*** GIVEN DATA ***

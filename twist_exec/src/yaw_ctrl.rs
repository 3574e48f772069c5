//! # Yaw control
//!
//! Converts a demanded yaw rate into a steering wheel angle using the
//! kinematic bicycle model. The curvature of the demanded path is limited so
//! that, at the current vehicle speed, the lateral acceleration never exceeds
//! the configured maximum. Limiting the curvature rather than the final angle
//! keeps the limit tied to the lateral force on the vehicle whatever the
//! steering geometry.

// ---------------------------------------------------------------------------
// IMPORTS
// ---------------------------------------------------------------------------

use serde::Serialize;
use util::maths::clamp;

// ---------------------------------------------------------------------------
// CONSTANTS
// ---------------------------------------------------------------------------

/// Demanded speeds smaller than this are replaced by it (keeping their sign)
/// when computing the demanded curvature.
///
/// Units: meters/second
pub const MIN_CURVATURE_SPEED_MS: f64 = 0.01;

/// Steering wheel lock on the default vehicle.
///
/// Units: radians
pub const DEFAULT_STEERING_WHEEL_ANGLE_MAX_RAD: f64 = 8.2;

// ---------------------------------------------------------------------------
// DATA STRUCTURES
// ---------------------------------------------------------------------------

#[derive(Debug, Clone, Serialize)]
pub struct YawCtrl {
    /// Units: meters
    wheelbase_m: f64,

    /// Steering wheel angle per road wheel angle
    steering_ratio: f64,

    /// Units: meters/second^2
    lateral_accel_max_mss: f64,

    /// Units: radians
    steering_wheel_angle_max_rad: f64,
}

// ---------------------------------------------------------------------------
// IMPLEMENTATIONS
// ---------------------------------------------------------------------------

impl Default for YawCtrl {
    fn default() -> Self {
        Self {
            wheelbase_m: 1.0,
            steering_ratio: 1.0,
            lateral_accel_max_mss: f64::INFINITY,
            steering_wheel_angle_max_rad: DEFAULT_STEERING_WHEEL_ANGLE_MAX_RAD,
        }
    }
}

impl YawCtrl {

    pub fn new(wheelbase_m: f64, steering_ratio: f64) -> Self {
        let mut yc = Self::default();
        yc.set_wheel_base(wheelbase_m);
        yc.set_steering_ratio(steering_ratio);
        yc
    }

    pub fn set_wheel_base(&mut self, wheelbase_m: f64) {
        self.wheelbase_m = wheelbase_m;
    }

    pub fn set_steering_ratio(&mut self, steering_ratio: f64) {
        self.steering_ratio = steering_ratio;
    }

    /// Only the magnitude of the limit is used.
    pub fn set_lateral_accel_max(&mut self, lateral_accel_max_mss: f64) {
        self.lateral_accel_max_mss = lateral_accel_max_mss.abs();
    }

    /// Only the magnitude of the limit is used.
    pub fn set_steering_wheel_angle_max(&mut self, angle_max_rad: f64) {
        self.steering_wheel_angle_max_rad = angle_max_rad.abs();
    }

    /// Get the steering wheel angle which achieves the demanded yaw rate.
    ///
    /// # Inputs
    /// - `cmd_vx_ms`: demanded forward speed
    /// - `cmd_wz_rads`: demanded yaw rate
    /// - `speed_ms`: measured forward speed, used to limit lateral
    ///   acceleration
    pub fn get_steering_wheel_angle(
        &self,
        cmd_vx_ms: f64,
        cmd_wz_rads: f64,
        speed_ms: f64
    ) -> f64 {
        let vx_ms = if cmd_vx_ms.abs() < MIN_CURVATURE_SPEED_MS {
            MIN_CURVATURE_SPEED_MS.copysign(cmd_vx_ms)
        }
        else {
            cmd_vx_ms
        };

        let mut curv_m = cmd_wz_rads / vx_ms;

        // Lateral acceleration of following the demanded curvature at the
        // current speed
        let speed_sq = speed_ms * speed_ms;
        let lat_accel_mss = speed_sq * curv_m;
        let lat_accel_lim_mss = clamp(
            &lat_accel_mss,
            &-self.lateral_accel_max_mss,
            &self.lateral_accel_max_mss
        );

        if lat_accel_lim_mss != lat_accel_mss {
            curv_m = lat_accel_lim_mss / speed_sq;
        }

        let angle_rad = self.steering_ratio * (self.wheelbase_m * curv_m).atan();

        clamp(
            &angle_rad,
            &-self.steering_wheel_angle_max_rad,
            &self.steering_wheel_angle_max_rad
        )
    }
}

*** End of GIVEN DATA ***

WORK TO BE COMPLETED:
Using the entries above, find all lines with "than". Copy them.

RESPONSE TO THIS EXERCISE:
//! the configured maximum. Limiting the curvature rather than the final angle
/// Demanded speeds smaller than this are replaced by it (keeping their sign)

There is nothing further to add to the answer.